Average body temperature of a human is 310 K, and average mass is 70 kg. Plugging the numbers, I get $$KE$$ of about about 20 kJ. To get a velocity, simply rearrange the equation for kinetic energy:

$$v = \sqrt{2 \frac{KE}{m}}.$$

I get 23.6 m/s.

• Cheers, excellent answer. It might even work for an apple pie.... ;-)
– JBH
Commented Jun 14, 2023 at 20:30
• Thank you for the interesting and helpful equations and explanation. Using this formula for a 1kg ball of iron (molar mass of 55.85, temperature of 293.15K) gets me a kinetic energy of 43 kJ, assuming I did the math right (my equation: (6.022x10^23/85)(1.5(1.38x10^-23))293.15). That KE then gets me a velocity of 293 m/s. However, when using the method I described in my question (specific heat of 450, change in temperature of 279.15), I get a thermal energy of 125.6kJ, which translates to a velocity of 500 m/s. Both these numbers work great for story purposes, but I'm still interested..
– M S
Commented Jun 14, 2023 at 21:26
• @MS I'm not very sure. The Theorem of Equipartition of Energy only deals with particles' translational degrees of freedom. It could be that the extra energy is locked up in rotational and vibrational degrees of freedom, which TEE doesn't address (the formula you found is used to calculate chemical heat energy; Thermal energy is usually associated with kinetic temperature).
– BMF
Commented Jun 14, 2023 at 22:35
• There is also energy associated with intermolecular attractive forces that aren't being accounted for. I don't see anything wrong with either approach (yours or mine), as much energy goes out as what goes in, but the discrepancy is pretty large...
– BMF
Commented Jun 14, 2023 at 22:35
• Yeah, if I had to guess (which I am because this subject isn't my strongest), specific heat capacities are empirical figures found through experiments and automatically take into account the intermolecular bond potentials. Equipartition deals only with the kinetic motion of particles.
– BMF
Commented Jun 14, 2023 at 22:43

If you want "hard-science" then you need to know that it is physically impossible to do what you suggest. The second law of thermodynamics absolutely does not allow it.

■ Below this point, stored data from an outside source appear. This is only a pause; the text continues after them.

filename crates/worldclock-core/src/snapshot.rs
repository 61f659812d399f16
//! Formatted time snapshots.

use chrono::{DateTime, FixedOffset, Utc};
use serde::{Deserialize, Serialize};

use crate::zone::ZoneSpec;

/// 24-hour `HH:mm:ss`.
const TIME_FORMAT: &str = "%H:%M:%S";

/// `Weekday, Mon D, YYYY`, e.g. `Thursday, Jan 15, 2026`.
const DATE_FORMAT: &str = "%A, %b %-d, %Y";

/// Formats the time-of-day of a localized instant.
#[must_use]
pub fn format_time(local: &DateTime<FixedOffset>) -> String {
    local.format(TIME_FORMAT).to_string()
}

/// Formats the calendar date of a localized instant.
#[must_use]
pub fn format_date(local: &DateTime<FixedOffset>) -> String {
    local.format(DATE_FORMAT).to_string()
}

/// The current time in a country, as returned by `GET /get-time`.
#[derive(Debug, Clone, PartialEq, Eq, Serialize, Deserialize)]
pub struct TimeSnapshot {
    /// The country's common name as given by the lookup service.
    pub country: String,
    /// The timezone identifier the time was computed in.
    pub timezone: String,
    /// Time of day, `HH:mm:ss`.
    pub time: String,
    /// Calendar date, `Weekday, Mon D, YYYY`.
    pub date: String,
}

impl TimeSnapshot {
    /// Formats `instant` in `zone`.
    #[must_use]
    pub fn capture(
        country: impl Into<String>,
        timezone: impl Into<String>,
        zone: ZoneSpec,
        instant: DateTime<Utc>,
    ) -> Self {
        let local = zone.localize(instant);
        Self {
            country: country.into(),
            timezone: timezone.into(),
            time: format_time(&local),
            date: format_date(&local),
        }
    }
}
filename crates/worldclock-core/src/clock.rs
//! Clock abstraction for determinism.

use chrono::{DateTime, Utc};

/// Abstraction over system time for deterministic behavior.
pub trait Clock: Send + Sync {
    /// Returns the current time.
    fn now(&self) -> DateTime<Utc>;
}

/// Production clock that delegates to the system clock.
#[derive(Debug, Clone, Copy)]
pub struct SystemClock;

impl Clock for SystemClock {
    fn now(&self) -> DateTime<Utc> {
        Utc::now()
    }
}
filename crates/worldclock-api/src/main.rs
//! World Clock API server entry point.

use std::error::Error;
use std::sync::Arc;

use worldclock_api::config::ServerConfig;
use worldclock_api::state::AppState;
use worldclock_api::telemetry;
use worldclock_core::clock::SystemClock;
use worldclock_lookup::RestCountriesClient;

#[tokio::main]
async fn main() -> Result<(), Box<dyn Error>> {
    // Read configuration from environment.
    let config = ServerConfig::from_env()?;

    // Initialize tracing subscriber.
    let tracer_provider = telemetry::init(config.otlp_endpoint.as_deref())?;

    tracing::info!("Starting World Clock API server");

    // Build application state.
    let lookup = RestCountriesClient::new(&config.lookup_url, config.lookup_timeout)?;
    tracing::info!(lookup_url = %config.lookup_url, "using country lookup service");
    let app_state = AppState::new(Arc::new(SystemClock), Arc::new(lookup));

    // Start server.
    let addr = config.socket_addr()?;
    tracing::info!("Listening on {}", addr);

    let listener = tokio::net::TcpListener::bind(addr).await?;

    axum::serve(listener, worldclock_api::app(app_state))
        .with_graceful_shutdown(shutdown_signal())
        .await?;

    if let Some(provider) = tracer_provider {
        if let Err(e) = provider.shutdown() {
            tracing::warn!(error = %e, "failed to flush trace exporter");
        }
    }

    Ok(())
}

async fn shutdown_signal() {
    if let Err(e) = tokio::signal::ctrl_c().await {
        tracing::error!(error = %e, "failed to listen for shutdown signal");
        std::future::pending::<()>().await;
    }
    tracing::info!("Shutting down");
}
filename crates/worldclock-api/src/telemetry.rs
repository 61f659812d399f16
//! Tracing subscriber setup.

use opentelemetry::trace::TracerProvider as _;
use opentelemetry_otlp::{SpanExporter, WithExportConfig};
use opentelemetry_sdk::Resource;
use opentelemetry_sdk::trace::SdkTracerProvider;
use tracing_subscriber::EnvFilter;
use tracing_subscriber::layer::SubscriberExt;
use tracing_subscriber::util::SubscriberInitExt;

use crate::error::AppError;

const SERVICE_NAME: &str = "worldclock-api";

/// Installs the global subscriber: JSON logs filtered by `RUST_LOG`
/// (default `info`), plus OTLP span export when `otlp_endpoint` is set.
///
/// The returned provider must be shut down before exit to flush spans.
///
/// # Errors
///
/// Returns `AppError::Telemetry` if the OTLP exporter cannot be built.
pub fn init(otlp_endpoint: Option<&str>) -> Result<Option<SdkTracerProvider>, AppError> {
    let provider = otlp_endpoint
        .map(|endpoint| {
            let exporter = SpanExporter::builder()
                .with_tonic()
                .with_endpoint(endpoint)
                .build()
                .map_err(|e| AppError::Telemetry(e.to_string()))?;
            Ok::<_, AppError>(
                SdkTracerProvider::builder()
                    .with_resource(Resource::builder().with_service_name(SERVICE_NAME).build())
                    .with_batch_exporter(exporter)
                    .build(),
            )
        })
        .transpose()?;

    let otel_layer = provider
        .as_ref()
        .map(|p| tracing_opentelemetry::layer().with_tracer(p.tracer(SERVICE_NAME)));

    tracing_subscriber::registry()
        .with(EnvFilter::try_from_default_env().unwrap_or_else(|_| EnvFilter::new("info")))
        .with(tracing_subscriber::fmt::layer().json())
        .with(otel_layer)
        .init();

    Ok(provider)
}
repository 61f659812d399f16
//! Health check endpoint.

use axum::{Json, Router, routing::get};
use serde::Serialize;

use crate::state::AppState;

/// Health check response.
#[derive(Serialize)]
pub struct HealthResponse {
    /// Service status.
    pub status: String,
    /// Service version.
    pub version: String,
}

/// GET /health
async fn health_check() -> Json<HealthResponse> {
    Json(HealthResponse {
        status: "ok".to_string(),
        version: env!("CARGO_PKG_VERSION").to_string(),
    })
}

/// Returns the health check router.
pub fn router() -> Router<AppState> {
    Router::new().route("/health", get(health_check))
}
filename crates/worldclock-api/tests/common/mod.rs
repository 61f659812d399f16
//! Shared test helpers for API integration tests.
#![allow(dead_code)]

use std::net::SocketAddr;
use std::sync::Arc;
use std::time::Duration;

use axum::{Json, Router};
use axum::body::Body;
use axum::extract::Path;
use axum::http::{Request, StatusCode};
use axum::response::{IntoResponse, Response};
use axum::routing::get;
use http_body_util::BodyExt;
use serde_json::json;
use tower::ServiceExt;
use worldclock_core::clock::SystemClock;
use worldclock_lookup::RestCountriesClient;

use worldclock_api::state::AppState;

/// Stub REST Countries name search. Knows Japan and a country without
/// timezones; everything else is a 404.
async fn stub_search(Path(name): Path<String>) -> Response {
    match name.to_lowercase().as_str() {
        "japan" => Json(json!([{
            "name": { "common": "Japan", "official": "Japan" },
            "timezones": ["Asia/Tokyo"]
        }]))
        .into_response(),
        "antarctica" => Json(json!([{
            "name": { "common": "Antarctica" },
            "timezones": []
        }]))
        .into_response(),
        "outage" => StatusCode::BAD_GATEWAY.into_response(),
        _ => (
            StatusCode::NOT_FOUND,
            Json(json!({ "status": 404, "message": "Not Found" })),
        )
            .into_response(),
    }
}

/// Serve the stub lookup service on an ephemeral local port.
pub async fn spawn_stub_lookup() -> SocketAddr {
    let app = Router::new().route("/v3.1/name/{name}", get(stub_search));
    let listener = tokio::net::TcpListener::bind("127.0.0.1:0").await.unwrap();
    let addr = listener.local_addr().unwrap();
    tokio::spawn(async move {
        axum::serve(listener, app).await.unwrap();
    });
    addr
}

/// Build the full app router wired to the stub lookup service with the
/// real system clock. Uses the same router as `main.rs`.
pub async fn build_test_app() -> Router {
    let addr = spawn_stub_lookup().await;
    let lookup =
        RestCountriesClient::new(&format!("http://{addr}/v3.1"), Duration::from_secs(5)).unwrap();
    let app_state = AppState::new(Arc::new(SystemClock), Arc::new(lookup));

    worldclock_api::app(app_state)
}

/// Send a GET request and return the response.
pub async fn get_json(app: Router, uri: &str) -> (StatusCode, serde_json::Value) {
    let request = Request::builder()
        .method("GET")
        .uri(uri)
        .body(Body::empty())
        .unwrap();

    let response = app.oneshot(request).await.unwrap();
    let status = response.status();
    let body_bytes = response.into_body().collect().await.unwrap().to_bytes();
    let json: serde_json::Value = serde_json::from_slice(&body_bytes).unwrap();

    (status, json)
}
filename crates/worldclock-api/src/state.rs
//! Shared application state.

use std::sync::Arc;

use worldclock_core::clock::Clock;
use worldclock_core::lookup::CountryLookup;

/// Application state shared across all request handlers.
#[derive(Clone)]
pub struct AppState {
    /// Clock for the current instant.
    pub clock: Arc<dyn Clock>,
    /// Country lookup used to resolve timezones.
    pub lookup: Arc<dyn CountryLookup>,
}

impl AppState {
    /// Create new application state.
    #[must_use]
    pub fn new(clock: Arc<dyn Clock>, lookup: Arc<dyn CountryLookup>) -> Self {
        Self { clock, lookup }
    }
}
//! Per-session UI state and its transitions.

use chrono::{DateTime, Utc};
use thiserror::Error;
use worldclock_core::error::INVALID_REQUEST_MESSAGE;
use worldclock_core::label::display_label;
use worldclock_core::snapshot::{TimeSnapshot, format_date, format_time};
use worldclock_core::zone::{ZoneError, ZoneSpec, map_offset_to_iana};

/// What the clock view shows.
#[derive(Debug, Clone, PartialEq, Eq)]
pub struct ClockView {
    /// Label above the clock, e.g. `Asia / Japan`.
    pub label: String,
    /// Timezone the clock runs in, after offset mapping.
    pub timezone: String,
    /// Resolved zone used for local recomputation.
    pub zone: ZoneSpec,
    /// Time of day, `HH:mm:ss`.
    pub time: String,
    /// Calendar date, `Weekday, Mon D, YYYY`.
    pub date: String,
}

impl ClockView {
    /// Builds the view for a server response. Offset timezones are mapped to
    /// an IANA zone when one is known.
    ///
    /// # Errors
    ///
    /// Returns `ZoneError` if the timezone cannot be resolved locally.
    pub fn from_snapshot(snapshot: &TimeSnapshot) -> Result<Self, ZoneError> {
        let timezone = map_offset_to_iana(&snapshot.timezone);
        let zone = ZoneSpec::resolve(timezone)?;
        Ok(Self {
            label: display_label(timezone, &snapshot.country),
            timezone: timezone.to_owned(),
            zone,
            time: snapshot.time.clone(),
            date: snapshot.date.clone(),
        })
    }

    /// Recomputes time and date for `instant`.
    pub fn refresh(&mut self, instant: DateTime<Utc>) {
        let local = self.zone.localize(instant);
        self.time = format_time(&local);
        self.date = format_date(&local);
    }
}

/// A transition that is not allowed from the current state.
#[derive(Debug, Error, PartialEq, Eq)]
#[error("cannot {action} while {state}")]
pub struct TransitionError {
    /// The attempted transition.
    pub action: &'static str,
    /// The state it was attempted from.
    pub state: &'static str,
}

/// State of one display session.
#[derive(Debug, Clone, PartialEq, Eq, Default)]
pub enum SessionState {
    /// Input visible, no clock shown.
    #[default]
    Idle,
    /// A lookup is outstanding.
    Loading {
        /// The trimmed country name being looked up.
        country: String,
    },
    /// The clock is shown and ticking.
    ClockVisible(ClockView),
    /// The last action failed.
    Error {
        /// Message shown to the user.
        message: String,
    },
}

impl SessionState {
    /// Short name of the state for logs and errors.
    #[must_use]
    pub fn name(&self) -> &'static str {
        match self {
            Self::Idle => "idle",
            Self::Loading { .. } => "loading",
            Self::ClockVisible(_) => "clock_visible",
            Self::Error { .. } => "error",
        }
    }

    /// The user submitted `input`. Blank input moves straight to `Error`;
    /// anything else starts loading. Allowed from every state but `Loading`,
    /// so a new search can replace a running clock or a failure.
    ///
    /// # Errors
    ///
    /// Returns `TransitionError` while a lookup is already outstanding.
    pub fn submit(&self, input: &str) -> Result<Self, TransitionError> {
        if matches!(self, Self::Loading { .. }) {
            return Err(self.reject("submit"));
        }
        let country = input.trim();
        if country.is_empty() {
            return Ok(Self::Error {
                message: INVALID_REQUEST_MESSAGE.to_owned(),
            });
        }
        Ok(Self::Loading {
            country: country.to_owned(),
        })
    }

    /// The outstanding lookup succeeded.
    ///
    /// # Errors
    ///
    /// Returns `TransitionError` unless the state is `Loading`.
    pub fn resolve(&self, view: ClockView) -> Result<Self, TransitionError> {
        match self {
            Self::Loading { .. } => Ok(Self::ClockVisible(view)),
            _ => Err(self.reject("resolve")),
        }
    }

    /// The outstanding lookup failed.
    ///
    /// # Errors
    ///
    /// Returns `TransitionError` unless the state is `Loading`.
    pub fn fail(&self, message: impl Into<String>) -> Result<Self, TransitionError> {
        match self {
            Self::Loading { .. } => Ok(Self::Error {
                message: message.into(),
            }),
            _ => Err(self.reject("fail")),
        }
    }

    /// Back to the input view. Always allowed.
    #[must_use]
    pub fn reset(&self) -> Self {
        Self::Idle
    }

    fn reject(&self, action: &'static str) -> TransitionError {
        TransitionError {
            action,
            state: self.name(),
        }
    }
}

The maximum efficiency that heat can be converted to work depends on having a cold reservoir into which to dump the heat. This efficiency is given by the following formula.

Efficiency = $$1 - T_c/T_h$$

That is, it is 1 minus the ratio of the cold to the hot temperatures. These are expressed in degrees above absolute zero.

Room temperature is round-about 300 K. (That's a quite warm room at 27C.) If you had some object that was, for example, boiling water, that's 373K. You get an efficiency of 1 - 300/373, or about 19%. That 19% applies only while the hot thing is at boiling temperature. As it cools towards room temperature, the efficiency gets worse and worse. So at 50C it is only 7% or so.

If you had some nearby handy extremely cold reservoir, you could possibly dump heat into that. So, for example, if your superguy had a huge dewar of liquid nitrogen. That's about 77 K. Then at the start you could get up to abut 74% efficiency. As the temperature of the target fell, the efficiency of the process falls. Half way to liquid nitrogen temps it is below 40%.

These calculations assume perfect efficiency of whatever engine you might select. They will, of course, lose some of the theoretical efficiency to friction, etc.

So the result is, even if you were prepared to walk around with a huge cryogenic flask full of liquid nitrogen, you can't get more than a small fraction of the heat energy out as work.